Problem description:
The answer must consist of every line below that contains the word "terms".

=======

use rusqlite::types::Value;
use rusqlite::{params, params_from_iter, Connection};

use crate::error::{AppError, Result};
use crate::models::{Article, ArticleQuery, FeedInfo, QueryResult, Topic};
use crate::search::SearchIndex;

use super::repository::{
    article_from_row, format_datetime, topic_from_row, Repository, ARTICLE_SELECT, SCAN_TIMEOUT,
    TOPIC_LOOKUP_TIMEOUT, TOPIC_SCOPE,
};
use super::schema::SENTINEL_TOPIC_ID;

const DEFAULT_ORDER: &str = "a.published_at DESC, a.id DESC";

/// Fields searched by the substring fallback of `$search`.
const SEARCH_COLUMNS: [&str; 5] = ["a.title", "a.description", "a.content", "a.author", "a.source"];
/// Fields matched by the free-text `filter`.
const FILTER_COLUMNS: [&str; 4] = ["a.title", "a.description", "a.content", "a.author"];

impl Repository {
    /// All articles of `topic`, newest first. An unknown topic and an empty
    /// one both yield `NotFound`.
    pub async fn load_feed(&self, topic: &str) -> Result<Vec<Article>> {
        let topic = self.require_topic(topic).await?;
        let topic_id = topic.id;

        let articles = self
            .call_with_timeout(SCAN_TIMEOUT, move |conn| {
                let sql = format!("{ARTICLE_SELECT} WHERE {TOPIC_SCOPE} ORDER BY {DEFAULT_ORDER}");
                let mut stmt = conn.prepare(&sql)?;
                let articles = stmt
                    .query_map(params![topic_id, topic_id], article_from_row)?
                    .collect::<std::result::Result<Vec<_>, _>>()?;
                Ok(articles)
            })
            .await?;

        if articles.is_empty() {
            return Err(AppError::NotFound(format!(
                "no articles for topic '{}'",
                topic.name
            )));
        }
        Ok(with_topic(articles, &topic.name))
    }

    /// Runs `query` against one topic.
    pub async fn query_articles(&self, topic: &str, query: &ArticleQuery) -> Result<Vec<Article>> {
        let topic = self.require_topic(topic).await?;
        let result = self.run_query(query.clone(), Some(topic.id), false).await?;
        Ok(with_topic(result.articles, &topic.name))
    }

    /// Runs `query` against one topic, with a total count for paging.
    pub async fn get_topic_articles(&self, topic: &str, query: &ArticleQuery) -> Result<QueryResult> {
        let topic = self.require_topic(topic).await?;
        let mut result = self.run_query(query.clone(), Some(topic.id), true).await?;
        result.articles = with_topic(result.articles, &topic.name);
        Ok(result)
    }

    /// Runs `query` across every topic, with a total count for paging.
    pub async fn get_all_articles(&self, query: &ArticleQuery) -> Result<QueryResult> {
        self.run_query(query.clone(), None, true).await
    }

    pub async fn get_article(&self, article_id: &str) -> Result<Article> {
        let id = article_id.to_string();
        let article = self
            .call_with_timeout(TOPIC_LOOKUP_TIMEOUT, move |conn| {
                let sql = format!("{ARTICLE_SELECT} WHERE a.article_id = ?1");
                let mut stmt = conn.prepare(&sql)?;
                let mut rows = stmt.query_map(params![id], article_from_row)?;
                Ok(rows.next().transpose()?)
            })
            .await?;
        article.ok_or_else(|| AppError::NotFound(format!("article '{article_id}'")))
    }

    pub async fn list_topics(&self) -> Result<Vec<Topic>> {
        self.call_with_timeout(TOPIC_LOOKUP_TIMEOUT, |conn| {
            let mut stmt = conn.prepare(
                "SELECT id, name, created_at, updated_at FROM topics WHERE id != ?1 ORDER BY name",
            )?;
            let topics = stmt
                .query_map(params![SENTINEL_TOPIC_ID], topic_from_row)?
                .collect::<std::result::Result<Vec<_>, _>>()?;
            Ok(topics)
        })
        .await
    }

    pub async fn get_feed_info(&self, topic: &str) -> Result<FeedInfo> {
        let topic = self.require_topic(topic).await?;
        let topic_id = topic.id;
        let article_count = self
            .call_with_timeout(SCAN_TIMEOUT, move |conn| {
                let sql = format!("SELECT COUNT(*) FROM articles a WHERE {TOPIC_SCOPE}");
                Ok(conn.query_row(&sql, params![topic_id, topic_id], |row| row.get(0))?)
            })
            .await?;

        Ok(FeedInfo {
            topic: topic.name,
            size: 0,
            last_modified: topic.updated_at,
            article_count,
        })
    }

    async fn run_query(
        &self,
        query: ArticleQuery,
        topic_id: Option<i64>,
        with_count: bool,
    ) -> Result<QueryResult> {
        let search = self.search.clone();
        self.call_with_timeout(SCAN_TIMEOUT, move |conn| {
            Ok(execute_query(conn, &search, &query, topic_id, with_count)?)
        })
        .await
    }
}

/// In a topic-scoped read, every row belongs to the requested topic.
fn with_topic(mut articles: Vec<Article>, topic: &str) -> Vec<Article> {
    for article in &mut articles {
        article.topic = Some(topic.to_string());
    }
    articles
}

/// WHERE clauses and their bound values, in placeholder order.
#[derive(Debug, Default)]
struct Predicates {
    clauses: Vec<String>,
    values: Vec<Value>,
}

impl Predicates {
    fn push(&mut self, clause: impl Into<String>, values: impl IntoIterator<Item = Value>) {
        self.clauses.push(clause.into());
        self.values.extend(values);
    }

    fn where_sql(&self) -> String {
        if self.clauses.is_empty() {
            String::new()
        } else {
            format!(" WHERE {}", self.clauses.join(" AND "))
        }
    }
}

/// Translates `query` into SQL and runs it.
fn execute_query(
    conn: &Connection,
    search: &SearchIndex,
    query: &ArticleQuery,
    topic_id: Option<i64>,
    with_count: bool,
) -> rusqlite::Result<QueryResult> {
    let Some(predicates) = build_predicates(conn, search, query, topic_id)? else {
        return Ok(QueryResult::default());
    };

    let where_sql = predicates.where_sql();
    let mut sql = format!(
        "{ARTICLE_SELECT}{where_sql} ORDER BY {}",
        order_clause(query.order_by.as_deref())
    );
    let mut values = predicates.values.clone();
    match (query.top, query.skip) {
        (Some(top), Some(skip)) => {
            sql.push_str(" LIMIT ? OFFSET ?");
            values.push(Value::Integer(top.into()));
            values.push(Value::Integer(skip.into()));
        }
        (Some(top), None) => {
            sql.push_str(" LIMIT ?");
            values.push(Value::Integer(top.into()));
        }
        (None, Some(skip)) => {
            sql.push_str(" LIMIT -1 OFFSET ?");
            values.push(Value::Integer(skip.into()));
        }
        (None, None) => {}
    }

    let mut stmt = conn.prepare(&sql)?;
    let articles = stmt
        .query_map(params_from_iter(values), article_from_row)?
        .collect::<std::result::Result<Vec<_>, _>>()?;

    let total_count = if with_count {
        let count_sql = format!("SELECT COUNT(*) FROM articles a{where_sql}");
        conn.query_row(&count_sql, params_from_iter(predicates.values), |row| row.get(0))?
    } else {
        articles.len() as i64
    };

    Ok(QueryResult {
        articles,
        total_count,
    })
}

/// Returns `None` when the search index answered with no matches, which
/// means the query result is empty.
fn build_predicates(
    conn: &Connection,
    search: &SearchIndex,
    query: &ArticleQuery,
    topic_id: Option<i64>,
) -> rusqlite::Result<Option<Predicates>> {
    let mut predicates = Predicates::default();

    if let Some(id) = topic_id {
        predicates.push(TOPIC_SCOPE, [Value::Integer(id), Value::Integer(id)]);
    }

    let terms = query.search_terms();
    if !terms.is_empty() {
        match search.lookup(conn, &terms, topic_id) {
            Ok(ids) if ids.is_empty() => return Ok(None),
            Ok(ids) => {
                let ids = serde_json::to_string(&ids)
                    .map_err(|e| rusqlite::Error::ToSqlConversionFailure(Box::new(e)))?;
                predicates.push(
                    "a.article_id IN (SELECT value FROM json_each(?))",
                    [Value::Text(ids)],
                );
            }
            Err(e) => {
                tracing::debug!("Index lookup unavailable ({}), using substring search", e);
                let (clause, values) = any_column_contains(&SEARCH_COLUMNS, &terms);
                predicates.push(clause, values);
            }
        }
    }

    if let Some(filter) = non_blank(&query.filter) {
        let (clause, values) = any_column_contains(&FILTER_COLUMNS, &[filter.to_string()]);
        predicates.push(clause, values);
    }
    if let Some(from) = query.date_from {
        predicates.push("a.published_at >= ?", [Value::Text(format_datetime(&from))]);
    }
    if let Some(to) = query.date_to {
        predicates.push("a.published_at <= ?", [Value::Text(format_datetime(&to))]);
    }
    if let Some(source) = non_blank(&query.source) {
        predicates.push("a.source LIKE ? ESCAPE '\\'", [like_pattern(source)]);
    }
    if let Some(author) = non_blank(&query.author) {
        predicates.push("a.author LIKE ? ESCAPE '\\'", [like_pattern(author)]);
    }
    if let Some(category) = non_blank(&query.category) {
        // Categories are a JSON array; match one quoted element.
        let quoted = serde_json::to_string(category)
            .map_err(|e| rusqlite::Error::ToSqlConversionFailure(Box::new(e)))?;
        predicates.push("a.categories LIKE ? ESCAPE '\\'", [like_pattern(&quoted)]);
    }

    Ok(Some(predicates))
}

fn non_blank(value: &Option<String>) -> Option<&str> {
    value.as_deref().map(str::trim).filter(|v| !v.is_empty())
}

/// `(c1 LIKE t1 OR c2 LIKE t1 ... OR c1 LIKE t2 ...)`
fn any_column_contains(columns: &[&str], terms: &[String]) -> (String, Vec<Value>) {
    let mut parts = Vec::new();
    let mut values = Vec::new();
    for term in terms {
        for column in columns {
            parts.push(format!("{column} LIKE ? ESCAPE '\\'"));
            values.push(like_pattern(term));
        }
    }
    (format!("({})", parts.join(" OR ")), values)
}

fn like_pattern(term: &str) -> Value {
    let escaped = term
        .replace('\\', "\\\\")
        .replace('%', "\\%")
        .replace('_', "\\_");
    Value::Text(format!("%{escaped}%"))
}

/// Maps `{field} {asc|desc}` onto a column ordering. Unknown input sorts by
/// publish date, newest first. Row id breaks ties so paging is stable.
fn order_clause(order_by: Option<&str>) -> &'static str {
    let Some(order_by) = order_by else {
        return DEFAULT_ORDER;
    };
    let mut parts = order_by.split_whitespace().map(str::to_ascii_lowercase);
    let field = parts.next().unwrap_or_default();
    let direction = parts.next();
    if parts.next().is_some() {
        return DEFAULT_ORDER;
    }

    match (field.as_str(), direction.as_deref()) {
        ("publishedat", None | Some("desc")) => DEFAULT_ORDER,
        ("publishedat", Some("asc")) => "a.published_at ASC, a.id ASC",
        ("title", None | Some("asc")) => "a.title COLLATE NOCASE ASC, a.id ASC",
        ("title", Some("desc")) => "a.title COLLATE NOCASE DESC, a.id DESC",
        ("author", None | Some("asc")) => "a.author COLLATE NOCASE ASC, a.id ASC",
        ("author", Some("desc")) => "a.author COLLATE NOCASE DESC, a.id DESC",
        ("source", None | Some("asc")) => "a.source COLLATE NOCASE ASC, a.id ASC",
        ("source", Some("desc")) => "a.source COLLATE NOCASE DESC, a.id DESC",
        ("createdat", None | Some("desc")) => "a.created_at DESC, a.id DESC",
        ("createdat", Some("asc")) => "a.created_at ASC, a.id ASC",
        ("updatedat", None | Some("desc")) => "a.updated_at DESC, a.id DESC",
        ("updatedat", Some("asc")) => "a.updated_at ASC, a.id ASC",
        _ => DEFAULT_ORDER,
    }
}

=======

Result for this exercise:
    let terms = query.search_terms();
    if !terms.is_empty() {
        match search.lookup(conn, &terms, topic_id) {
                let (clause, values) = any_column_contains(&SEARCH_COLUMNS, &terms);
fn any_column_contains(columns: &[&str], terms: &[String]) -> (String, Vec<Value>) {
    for term in terms {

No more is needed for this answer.